\name{SVT_SparseArray-class}
\docType{class}

\alias{class:NULL_OR_list}
\alias{NULL_OR_list-class}
\alias{NULL_OR_list}

\alias{class:SVT_SparseArray}
\alias{SVT_SparseArray-class}
\alias{SVT_SparseArray}

\alias{class:SVT_SparseMatrix}
\alias{SVT_SparseMatrix-class}
\alias{SVT_SparseMatrix}
\alias{coerce,SVT_SparseArray,SVT_SparseMatrix-method}
\alias{coerce,SVT_SparseMatrix,SVT_SparseArray-method}

\alias{type,SVT_SparseArray-method}
\alias{type<-,SVT_SparseArray-method}
\alias{nzcount,SVT_SparseArray-method}

\alias{as.array.SVT_SparseArray}
\alias{as.array,SVT_SparseArray-method}
\alias{coerce,array,SVT_SparseArray-method}
\alias{coerce,matrix,SVT_SparseMatrix-method}

\alias{coerce,SVT_SparseMatrix,dgCMatrix-method}
\alias{coerce,SVT_SparseMatrix,lgCMatrix-method}
\alias{coerce,CsparseMatrix,SVT_SparseMatrix-method}

\alias{coerce,Matrix,SVT_SparseArray-method}

\alias{coerce,SVT_SparseArray,COO_SparseArray-method}
\alias{coerce,SVT_SparseMatrix,COO_SparseMatrix-method}
\alias{coerce,COO_SparseArray,SVT_SparseArray-method}
\alias{coerce,COO_SparseMatrix,SVT_SparseMatrix-method}

\alias{coerce,ANY,SparseArray-method}
\alias{coerce,ANY,SparseMatrix-method}
\alias{coerce,RsparseMatrix,SparseArray-method}
\alias{coerce,RsparseMatrix,SparseMatrix-method}

\alias{t.SVT_SparseMatrix}
\alias{t,SVT_SparseMatrix-method}

\title{SVT_SparseArray objects}

\description{
  The SVT_SparseArray class is a new container for efficient in-memory
  representation of multidimensional sparse arrays. It uses the
  \emph{SVT layout} to represent the nonzero multidimensional data
  internally.

  An SVT_SparseMatrix object is an SVT_SparseArray object of 2 dimensions.

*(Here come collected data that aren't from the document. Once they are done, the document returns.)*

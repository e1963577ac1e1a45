pub mod market_date;
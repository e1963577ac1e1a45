pub mod domain;
pub mod error;
pub mod ingest;
pub mod scoring;
pub mod time;

pub mod config {
    use crate::domain::weights::WeightVector;
    use crate::error::ConfigError;
    use crate::scoring::pipeline::{RunOptions, DEFAULT_CONCURRENCY};
    use crate::scoring::recommender::DEFAULT_TOP_N;
    use crate::time::market_date::Market;
    use anyhow::Context;
    use std::path::PathBuf;

    #[derive(Debug, Clone)]
    pub struct Settings {
        pub top_n: i64,
        pub require_non_empty: bool,
        pub concurrency: usize,
        pub market: Market,
        pub factor_snapshot_path: Option<PathBuf>,
        pub scoring_weights_path: Option<PathBuf>,
        pub sentry_dsn: Option<String>,
    }

    impl Settings {
        pub fn from_env() -> anyhow::Result<Self> {
            Self::from_lookup(|key| std::env::var(key).ok())
        }

        pub(crate) fn from_lookup(lookup: impl Fn(&str) -> Option<String>) -> anyhow::Result<Self> {
            let top_n = match lookup("TOP_N_RECOMMENDATIONS") {
                Some(s) => s
                    .trim()
                    .parse::<i64>()
                    .with_context(|| format!("TOP_N_RECOMMENDATIONS must be an integer (got {s:?})"))?,
                None => DEFAULT_TOP_N,
            };

            let require_non_empty = lookup("REQUIRE_NON_EMPTY")
                .map(|s| matches!(s.trim().to_ascii_lowercase().as_str(), "1" | "true" | "yes"))
                .unwrap_or(false);

            let concurrency = match lookup("SCORING_CONCURRENCY") {
                Some(s) => s
                    .trim()
                    .parse::<usize>()
                    .with_context(|| format!("SCORING_CONCURRENCY must be a positive integer (got {s:?})"))?,
                None => DEFAULT_CONCURRENCY,
            };
            anyhow::ensure!(concurrency >= 1, "SCORING_CONCURRENCY must be >= 1");

            let market = match lookup("MARKET") {
                Some(s) => s.parse::<Market>()?,
                None => Market::default(),
            };

            let path = |key: &str| {
                lookup(key)
                    .filter(|s| !s.trim().is_empty())
                    .map(PathBuf::from)
            };

            Ok(Self {
                top_n,
                require_non_empty,
                concurrency,
                market,
                factor_snapshot_path: path("FACTOR_SNAPSHOT_PATH"),
                scoring_weights_path: path("SCORING_WEIGHTS_PATH"),
                sentry_dsn: lookup("SENTRY_DSN").filter(|s| !s.trim().is_empty()),
            })
        }

        pub fn require_factor_snapshot_path(&self) -> anyhow::Result<&PathBuf> {
            self.factor_snapshot_path
                .as_ref()
                .context("FACTOR_SNAPSHOT_PATH (or --input) is required")
        }

        /// Weight file when configured, otherwise defaults plus env overrides.
        pub fn load_weights(&self) -> Result<WeightVector, ConfigError> {
            match &self.scoring_weights_path {
                Some(path) => WeightVector::from_json_file(path),
                None => WeightVector::from_env(),
            }
        }

        pub fn run_options(&self) -> RunOptions {
            RunOptions {
                top_n: self.top_n,
                strict: self.require_non_empty,
                concurrency: self.concurrency,
            }
        }
    }

    #[cfg(test)]
    mod tests {
        use super::*;
        use std::collections::HashMap;

        fn settings(vars: &[(&str, &str)]) -> anyhow::Result<Settings> {
            let vars: HashMap<String, String> = vars
                .iter()
                .map(|(k, v)| (k.to_string(), v.to_string()))
                .collect();
            Settings::from_lookup(|k| vars.get(k).cloned())
        }

        #[test]
        fn defaults_when_unset() {
            let s = settings(&[]).unwrap();
            assert_eq!(s.top_n, 10);
            assert!(!s.require_non_empty);
            assert_eq!(s.concurrency, 8);
            assert_eq!(s.market, Market::Jp);
            assert!(s.scoring_weights_path.is_none());
            assert!(s.require_factor_snapshot_path().is_err());
        }

        #[test]
        fn reads_overrides() {
            let s = settings(&[
                ("TOP_N_RECOMMENDATIONS", "5"),
                ("REQUIRE_NON_EMPTY", "true"),
                ("SCORING_CONCURRENCY", "2"),
                ("MARKET", "us"),
                ("FACTOR_SNAPSHOT_PATH", "/tmp/factors.json"),
            ])
            .unwrap();
            let opts = s.run_options();
            assert_eq!(opts.top_n, 5);
            assert!(opts.strict);
            assert_eq!(opts.concurrency, 2);
            assert_eq!(s.market, Market::Us);
            assert!(s.require_factor_snapshot_path().is_ok());
        }

        #[test]
        fn rejects_bad_values() {
            assert!(settings(&[("SCORING_CONCURRENCY", "0")]).is_err());
            assert!(settings(&[("TOP_N_RECOMMENDATIONS", "ten")]).is_err());
            assert!(settings(&[("MARKET", "KR")]).is_err());
        }

        #[test]
        fn negative_top_n_is_allowed() {
            assert_eq!(settings(&[("TOP_N_RECOMMENDATIONS", "-1")]).unwrap().top_n, -1);
        }

        #[test]
        fn missing_weights_file_is_a_config_error() {
            let s = settings(&[("SCORING_WEIGHTS_PATH", "/nonexistent/weights.json")]).unwrap();
            assert!(matches!(s.load_weights(), Err(ConfigError::Parse(_))));
        }
    }
}
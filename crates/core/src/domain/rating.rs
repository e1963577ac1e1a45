use serde::{Deserialize, Serialize};
use std::fmt;

/// Five ordered rating tiers, weakest first so that `Ord` follows conviction.
#[derive(Debug, Clone, Copy, PartialEq, Eq, PartialOrd, Ord, Hash, Serialize, Deserialize)]
pub enum Rating {
    #[serde(rename = "Strong Sell")]
    StrongSell,
    Sell,
    Hold,
    Buy,
    #[serde(rename = "Strong Buy")]
    StrongBuy,
}

impl Rating {
    /// Tiers are closed on the lower edge: 80 is Strong Buy, 79.99 is Buy.
    /// Out-of-range input is clamped to [0, 100] first.
    pub fn classify(score: f64) -> Self {
        let s = score.clamp(0.0, 100.0);
        if s >= 80.0 {
            Rating::StrongBuy
        } else if s >= 60.0 {
            Rating::Buy
        } else if s >= 40.0 {
            Rating::Hold
        } else if s >= 20.0 {
            Rating::Sell
        } else {
            Rating::StrongSell
        }
    }

    pub fn label(&self) -> &'static str {
        match self {
            Rating::StrongBuy => "Strong Buy",
            Rating::Buy => "Buy",
            Rating::Hold => "Hold",
            Rating::Sell => "Sell",
            Rating::StrongSell => "Strong Sell",
        }
    }

    pub fn icon(&self) -> &'static str {
        match self {
            Rating::StrongBuy => "🟢",
            Rating::Buy => "🔵",
            Rating::Hold => "⚪",
            Rating::Sell => "🟠",
            Rating::StrongSell => "🔴",
        }
    }
}

impl fmt::Display for Rating {
    fn fmt(&self, f: &mut fmt::Formatter<'_>) -> fmt::Result {
        f.write_str(self.label())
    }
}
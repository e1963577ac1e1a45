pub mod factor;
pub mod rating;
pub mod recommendation;
pub mod score;
pub mod weights;
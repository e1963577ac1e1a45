use crate::domain::factor::{Category, NormalizedFactorSet, PerCategory};
use crate::domain::rating::Rating;
use serde::{Deserialize, Serialize, Serializer};

/// Scoring outcome for one ticker.
///
/// `contributions` holds weight × sub-score per category. The composite is
/// their clamped sum quantized to hundredths, so equal scores compare equal.
#[derive(Debug, Clone, PartialEq, Serialize, Deserialize)]
pub struct Score {
    pub ticker: String,
    #[serde(default)]
    pub name: Option<String>,
    #[serde(default)]
    pub sector: Option<String>,
    #[serde(serialize_with = "two_decimals")]
    pub composite: f64,
    pub rating: Rating,
    #[serde(serialize_with = "two_decimals_per_category")]
    pub subscores: NormalizedFactorSet,
    #[serde(serialize_with = "two_decimals_per_category")]
    pub contributions: PerCategory<f64>,
    /// Analyzer explanations carried through from the factor set.
    #[serde(default)]
    pub signals: Vec<String>,
}

impl Score {
    pub fn subscore(&self, category: Category) -> f64 {
        *self.subscores.get(category)
    }
}

/// Value in integer hundredths, rounding half up.
///
/// Snaps to micro-units first so that float noise around a .xx5 boundary
/// cannot split two equal sums into different hundredths.
pub(crate) fn hundredths(v: f64) -> i64 {
    let micro = (v * 1e6).round() as i64;
    (micro + 5_000).div_euclid(10_000)
}

pub(crate) fn round2(v: f64) -> f64 {
    hundredths(v) as f64 / 100.0
}

fn two_decimals<S: Serializer>(v: &f64, s: S) -> Result<S::Ok, S::Error> {
    s.serialize_f64(round2(*v))
}

fn two_decimals_per_category<S: Serializer>(
    v: &PerCategory<f64>,
    s: S,
) -> Result<S::Ok, S::Error> {
    v.map(|_, x| round2(*x)).serialize(s)
}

  Note that SVT_SparseArray and SVT_SparseMatrix objects replace the older
  and less efficient \link{COO_SparseArray} and COO_SparseMatrix objects.
}

\usage{
## Constructor function:
SVT_SparseArray(x, type=NA)
}

\arguments{
  \item{x}{
    An ordinary matrix or array, or a dgCMatrix/lgCMatrix object,
    or any matrix-like or array-like object that supports coercion
    to SVT_SparseArray.
  }
  \item{type}{
    A single string specifying the requested type of the object.

    Normally, the SVT_SparseArray object returned by the constructor
    function has the same \code{type()} as \code{x} but the user can use
    the \code{type} argument to request a different type. Note that doing:
    \preformatted{    svt <- SVT_SparseArray(x, type=type)}
    is equivalent to doing:
    \preformatted{    svt <- SVT_SparseArray(x)
    type(svt) <- type}
    but the former is more convenient and will generally be more efficient.

    Supported types are all R atomic types plus \code{"list"}.
  }
}

\details{
  SVT_SparseArray is a concrete subclass of the \link{SparseArray}
  virtual class. This makes SVT_SparseArray objects SparseArray derivatives.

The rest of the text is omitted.